Unless you “allow” someone to hurt you emotionally, you will never suffer.
Facebook reminded me yesterday, December 29th, that it was the fourth anniversary of a very painful incident in my Life. In the wee hours of that morning, after several rounds of drinks at a school reunion, I had prevented my chaddi-buddy from riding his two-wheeler back in a drunken state. Besides Vaani, I had a driver with me, so we offered to drop my friend home. He refused to take our advice and rode away. However, at the kerbside outside the club, where we had met, he was stopped by the cops. I saw him trying to deal with the cops. So I got down from the car and implored the cops not to allow him to drive back home in that state. The cops seized his vehicle. My friend slapped me in a rage of fury. And grumpily took an auto-rickshaw home. Later that day, without naming him, I posted on Facebook that people of my generation, with teenaged and young adult children, must avoid drinking and driving; we must set an example. Some of my class fellows took objection to my post as a. it washing school group linen in public and b. I was interfering with the personal Life and choice of my school buddy. I tried explaining my point in the school group. But I was shouted down. It was this post that Facebook threw up yesterday as a memory!
My friend, whose vehicle had been impounded, pinged me the next day saying that he had spent Rs.3500/- on getting it released. He said my ‘over-zealousness’ had, apart from causing him emotional hurt, apart from intruding on his privacy, also cost him a princely sum. There was not much money I had, we were struggling as much then as we are today, but I reached him Rs.3500/- to compensate for his financial loss.
That was the last I interacted with my friend. We did meet here and there; he would barely acknowledge my presence or disapprovingly look away. He also unfriended me on Facebook.
When I looked back at the incident after I re-read my old Facebook post, I smiled to myself. What a powerful lesson this painful episode had taught me! Which is to move on, to emotionally free myself from an incident and its fallout. This is how I have remained without suffering although the pain from it all sometimes comes back trying to stir my emotions – as it happened when the Facebook post resurfaced yesterday!
My experience with my friend may appear unique. But it is not.

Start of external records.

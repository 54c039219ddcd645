//! Shell-backed host services

use std::ptr;

use tracing::{debug, warn};
use winapi::shared::minwindef::MAX_PATH;
use winapi::um::winuser::{MessageBoxW, MB_ICONERROR, MB_OK};

use super::{load_failure_message, ShellHost};
use crate::idlist::IdListRef;
use crate::sys::{
    ILCreateFromPathW, SHGetPathFromIDListW, SHObjectProperties, SHOpenFolderAndSelectItems,
    ShellPidl, SHOP_FILEPATH,
};
use crate::wide::{from_wide, to_wide};

/// Host services provided by the running shell. Dialogs are unowned.
#[derive(Debug, Clone)]
pub struct WindowsShell {
    title: String,
}

impl WindowsShell {
    pub fn new(title: impl Into<String>) -> Self {
        Self { title: title.into() }
    }
}

impl ShellHost for WindowsShell {
    fn report_load_failure(&self, path: &str, code: u32) {
        let text = to_wide(&load_failure_message(path, code));
        let caption = to_wide(&self.title);
        unsafe {
            MessageBoxW(ptr::null_mut(), text.as_ptr(), caption.as_ptr(), MB_OK | MB_ICONERROR)
        };
    }

    fn reveal(&self, path: &str) {
        let wide = to_wide(path);
        let Some(pidl) = (unsafe { ShellPidl::from_raw(ILCreateFromPathW(wide.as_ptr())) }) else {
            warn!("No shell item for {}", path);
            return;
        };
        let hr = unsafe { SHOpenFolderAndSelectItems(pidl.as_ptr(), 0, ptr::null(), 0) };
        if hr < 0 {
            warn!("SHOpenFolderAndSelectItems failed for {}: {:#x}", path, hr);
        }
    }

    fn show_properties(&self, path: &str) {
        let wide = to_wide(path);
        let ok = unsafe { SHObjectProperties(ptr::null_mut(), SHOP_FILEPATH, wide.as_ptr(), ptr::null()) };
        if ok == 0 {
            warn!("SHObjectProperties failed for {}", path);
        }
    }

    fn resolve_id_list(&self, list: IdListRef<'_>) -> Option<String> {
        let mut buf = [0u16; MAX_PATH];
        let ok = unsafe { SHGetPathFromIDListW(list.as_bytes().as_ptr(), buf.as_mut_ptr()) };
        if ok == 0 {
            debug!("Identifier list has no filesystem path");
            return None;
        }
        Some(from_wide(&buf))
    }
}
//! Module item identifiers
//!
//! Each module shown in the folder is named by a single identifier-list record
//! carrying everything needed to render and act on it, so the folder never has
//! to look the module up again:
//!
//! ```text
//! offset  size  field
//!      0     2  cb (record size, including this field)
//!      2     4  signature 0x4C444F4D ("MODL")
//!      6     8  base address
//!     14     4  image size
//!     18   2*n  path, UTF-16LE, NUL-terminated
//! ```
//!
//! The host freely mixes records from other providers with ours, so every
//! accessor re-checks the signature before reading a field and never reads
//! past the record's declared size.

use byteorder::{ByteOrder, LE};
use serde::{Deserialize, Serialize};

use crate::idlist::{IdList, IdListRef, CB_LEN, TERMINATOR_LEN};
use crate::{Error, Result};

/// Record signature, "MODL" in little-endian byte order
pub const SIGNATURE: u32 = 0x4C44_4F4D;

const OFFSET_SIGNATURE: usize = CB_LEN;
const OFFSET_BASE_ADDRESS: usize = OFFSET_SIGNATURE + 4;
const OFFSET_IMAGE_SIZE: usize = OFFSET_BASE_ADDRESS + 8;
const OFFSET_PATH: usize = OFFSET_IMAGE_SIZE + 4;

/// Bytes before the variable-length path, `cb` included
pub const HEADER_LEN: usize = OFFSET_PATH;

/// A module mapped into the process, as carried by its item identifier
#[derive(Debug, Clone, Default, PartialEq, Eq, Serialize, Deserialize)]
pub struct ModuleRecord {
    pub path: String,
    pub base_address: u64,
    pub image_size: u32,
}

impl ModuleRecord {
    pub fn new(path: impl Into<String>, base_address: u64, image_size: u32) -> Self {
        Self {
            path: path.into(),
            base_address,
            image_size,
        }
    }

    /// File-name portion of the path
    pub fn file_name(&self) -> &str {
        file_name(&self.path)
    }

    /// Encode this item as a single-record identifier list
    pub fn encode(&self) -> Result<IdList> {
        encode(&self.path, self.base_address, self.image_size)
    }
}

/// Encode a module as a single-record identifier list.
///
/// Only fails when the allocation fails or the path is too long to fit in a
/// record's 16-bit size field.
pub fn encode(path: &str, base_address: u64, image_size: u32) -> Result<IdList> {
    let wide: Vec<u16> = path.encode_utf16().chain(std::iter::once(0)).collect();
    let cb = HEADER_LEN + wide.len() * 2;
    let cb16 = u16::try_from(cb).map_err(|_| Error::InvalidArgument("path too long"))?;

    let total = cb + TERMINATOR_LEN;
    let mut bytes = Vec::new();
    bytes
        .try_reserve_exact(total)
        .map_err(|_| Error::OutOfMemory(total))?;
    bytes.resize(total, 0);

    LE::write_u16(&mut bytes[..CB_LEN], cb16);
    LE::write_u32(&mut bytes[OFFSET_SIGNATURE..], SIGNATURE);
    LE::write_u64(&mut bytes[OFFSET_BASE_ADDRESS..], base_address);
    LE::write_u32(&mut bytes[OFFSET_IMAGE_SIZE..], image_size);
    LE::write_u16_into(&wide, &mut bytes[OFFSET_PATH..cb]);

    Ok(IdList::from_vec_unchecked(bytes))
}

/// Record bounded by its declared size, if that size is plausible
fn bounded(record: &[u8]) -> Option<&[u8]> {
    if record.len() < CB_LEN {
        return None;
    }
    let cb = LE::read_u16(record) as usize;
    record.get(..cb)
}

/// True when `record` (starting at its `cb` field) is one of ours: large enough
/// for the fixed header and carrying our signature.
pub fn is_owned(record: &[u8]) -> bool {
    match bounded(record) {
        Some(record) if record.len() >= HEADER_LEN => {
            LE::read_u32(&record[OFFSET_SIGNATURE..]) == SIGNATURE
        }
        _ => false,
    }
}

/// True when the first record of `list` is one of ours
pub fn is_owned_list(list: IdListRef<'_>) -> bool {
    list.first().is_some_and(is_owned)
}

/// Locate our record in a list: the first record when it is ours, otherwise
/// the last record of a multi-level chain when that one is.
pub fn find_owned(list: IdListRef<'_>) -> Option<&[u8]> {
    if let Some(first) = list.first().filter(|r| is_owned(r)) {
        return Some(first);
    }
    list.last().filter(|r| is_owned(r))
}

/// Decode a single record, failing closed on foreign data
pub fn decode_record(record: &[u8]) -> Option<ModuleRecord> {
    if !is_owned(record) {
        return None;
    }
    let record = bounded(record)?;

    let base_address = LE::read_u64(&record[OFFSET_BASE_ADDRESS..]);
    let image_size = LE::read_u32(&record[OFFSET_IMAGE_SIZE..]);

    let units: Vec<u16> = record[OFFSET_PATH..]
        .chunks_exact(2)
        .map(LE::read_u16)
        .take_while(|&unit| unit != 0)
        .collect();

    Some(ModuleRecord {
        path: String::from_utf16_lossy(&units),
        base_address,
        image_size,
    })
}

/// Decode the record this folder owns within `list`, if there is one
pub fn decode(list: IdListRef<'_>) -> Option<ModuleRecord> {
    find_owned(list).and_then(decode_record)
}

/// Path stored in `list`, or an empty string for foreign data
pub fn path(list: IdListRef<'_>) -> String {
    decode(list).map(|item| item.path).unwrap_or_default()
}

/// Base address stored in `list`, or zero for foreign data
pub fn base_address(list: IdListRef<'_>) -> u64 {
    find_owned(list)
        .and_then(bounded)
        .map(|record| LE::read_u64(&record[OFFSET_BASE_ADDRESS..]))
        .unwrap_or(0)
}

/// Image size stored in `list`, or zero for foreign data
pub fn image_size(list: IdListRef<'_>) -> u32 {
    find_owned(list)
        .and_then(bounded)
        .map(|record| LE::read_u32(&record[OFFSET_IMAGE_SIZE..]))
        .unwrap_or(0)
}

/// File-name portion of a path, splitting on both separator styles so that
/// host paths render the same on every platform
pub fn file_name(path: &str) -> &str {
    path.rsplit(['\\', '/']).next().unwrap_or(path)
}

#[cfg(test)]
mod tests {
    use super::*;

    fn foreign(payload: &[u8]) -> Vec<u8> {
        let mut bytes = ((payload.len() + CB_LEN) as u16).to_le_bytes().to_vec();
        bytes.extend_from_slice(payload);
        bytes.extend_from_slice(&[0, 0]);
        bytes
    }

    #[test]
    fn test_encode_layout() {
        let list = encode("C:\\a.dll", 0x10000, 0x2000).unwrap();
        let bytes = list.as_bytes();

        let cb = LE::read_u16(bytes) as usize;
        assert_eq!(cb, HEADER_LEN + ("C:\\a.dll".len() + 1) * 2);
        assert_eq!(LE::read_u32(&bytes[2..]), SIGNATURE);
        assert_eq!(&bytes[2..6], b"MODL");
        assert_eq!(LE::read_u64(&bytes[6..]), 0x10000);
        assert_eq!(LE::read_u32(&bytes[14..]), 0x2000);
        // Path terminator, then list terminator
        assert_eq!(&bytes[cb - 2..cb], &[0, 0]);
        assert_eq!(&bytes[cb..], &[0, 0]);
        assert_eq!(bytes.len(), cb + TERMINATOR_LEN);
    }

    #[test]
    fn test_roundtrip() {
        let cases = [
            ("C:\\Windows\\System32\\kernel32.dll", 0x7FF8_1234_0000u64, 0x000C_2000u32),
            ("", 0, 0),
            ("C:\\Program Files\\Ünïcødé\\模块.dll", u64::MAX, u32::MAX),
        ];
        for (path, base, size) in cases {
            let list = encode(path, base, size).unwrap();
            let item = decode(list.view()).unwrap();
            assert_eq!(item, ModuleRecord::new(path, base, size));
        }
    }

    #[test]
    fn test_clone_preserves_semantics() {
        let list = encode("C:\\b.dll", 0x400000, 0x1000).unwrap();
        let clone = list.try_clone().unwrap();

        assert_eq!(is_owned_list(clone.view()), is_owned_list(list.view()));
        assert_eq!(decode(clone.view()), decode(list.view()));
        assert_eq!(clone.as_bytes(), list.as_bytes());
    }

    #[test]
    fn test_is_owned_rejects_bad_input() {
        assert!(!is_owned(&[]));
        // Zero-length record
        assert!(!is_owned(&[0, 0]));
        // Shorter than the fixed header
        assert!(!is_owned(&foreign(b"MODL1234")[..10]));

        // Right length, wrong signature
        let list = encode("C:\\a.dll", 1, 2).unwrap();
        let mut bytes = list.as_bytes().to_vec();
        bytes[2] = b'X';
        assert!(!is_owned(&bytes));
    }

    #[test]
    fn test_is_owned_rejects_truncated_record() {
        let list = encode("C:\\a.dll", 1, 2).unwrap();
        let bytes = list.as_bytes();
        // Declared size is intact but the buffer stops inside the header
        assert!(!is_owned(&bytes[..HEADER_LEN - 1]));
        assert!(is_owned(bytes));
    }

    #[test]
    fn test_foreign_items_fail_closed() {
        let bytes = foreign(b"some other provider's data");
        let view = IdListRef::new(&bytes);

        assert!(!is_owned_list(view));
        assert_eq!(decode(view), None);
        assert_eq!(path(view), "");
        assert_eq!(base_address(view), 0);
        assert_eq!(image_size(view), 0);
    }

    #[test]
    fn test_decode_falls_back_to_last_record() {
        let ours = encode("C:\\mod.dll", 0xABC000, 0x3000).unwrap();
        let parent = IdList::from_bytes(&foreign(b"this-pc")).unwrap();
        let absolute = parent.combine(ours.view()).unwrap();

        assert!(!is_owned_list(absolute.view()));
        let item = decode(absolute.view()).unwrap();
        assert_eq!(item.path, "C:\\mod.dll");
        assert_eq!(base_address(absolute.view()), 0xABC000);
        assert_eq!(image_size(absolute.view()), 0x3000);
    }

    #[test]
    fn test_decode_path_without_terminator() {
        // Hand-built record whose path runs to the end of the record
        let mut bytes = vec![0u8; HEADER_LEN + 4];
        LE::write_u16(&mut bytes, (HEADER_LEN + 4) as u16);
        LE::write_u32(&mut bytes[OFFSET_SIGNATURE..], SIGNATURE);
        LE::write_u16_into(&[u16::from(b'a'), u16::from(b'b')], &mut bytes[OFFSET_PATH..]);
        bytes.extend_from_slice(&[0, 0]);

        assert_eq!(path(IdListRef::new(&bytes)), "ab");
    }

    #[test]
    fn test_file_name() {
        assert_eq!(file_name("C:\\a.dll"), "a.dll");
        assert_eq!(file_name("/usr/lib/libc.so.6"), "libc.so.6");
        assert_eq!(file_name("plain.dll"), "plain.dll");
        assert_eq!(file_name("C:\\dir\\"), "");
    }
}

People often do things to us because of how they see Life. We see Life differently so we don’t quite appreciate or agree with what they are saying or doing. The best way to deal with such situations and people is to simply move on. It may not always be possible for us to forget whatever has happened, but we can surely forgive ourselves and others for what happened. The more you cling on to a hurt, an insult, an abuse, a betrayal, the longer you will suffer. Interestingly, unless you “allow” someone to hurt you emotionally, you will never suffer. If you treat people with the view that everyone is entitled to their opinions and behaviors, you will never be emotionally disturbed no matter what people do to you. I am sure my friend had reasons for the way he saw the episode and my involvement in it. And I have my reasons. Through this experience I have learnt that, no matter what a context is, you must never “wish” you were treated better. It is this wishing that causes your suffering. And never really the person or the event that has upset you.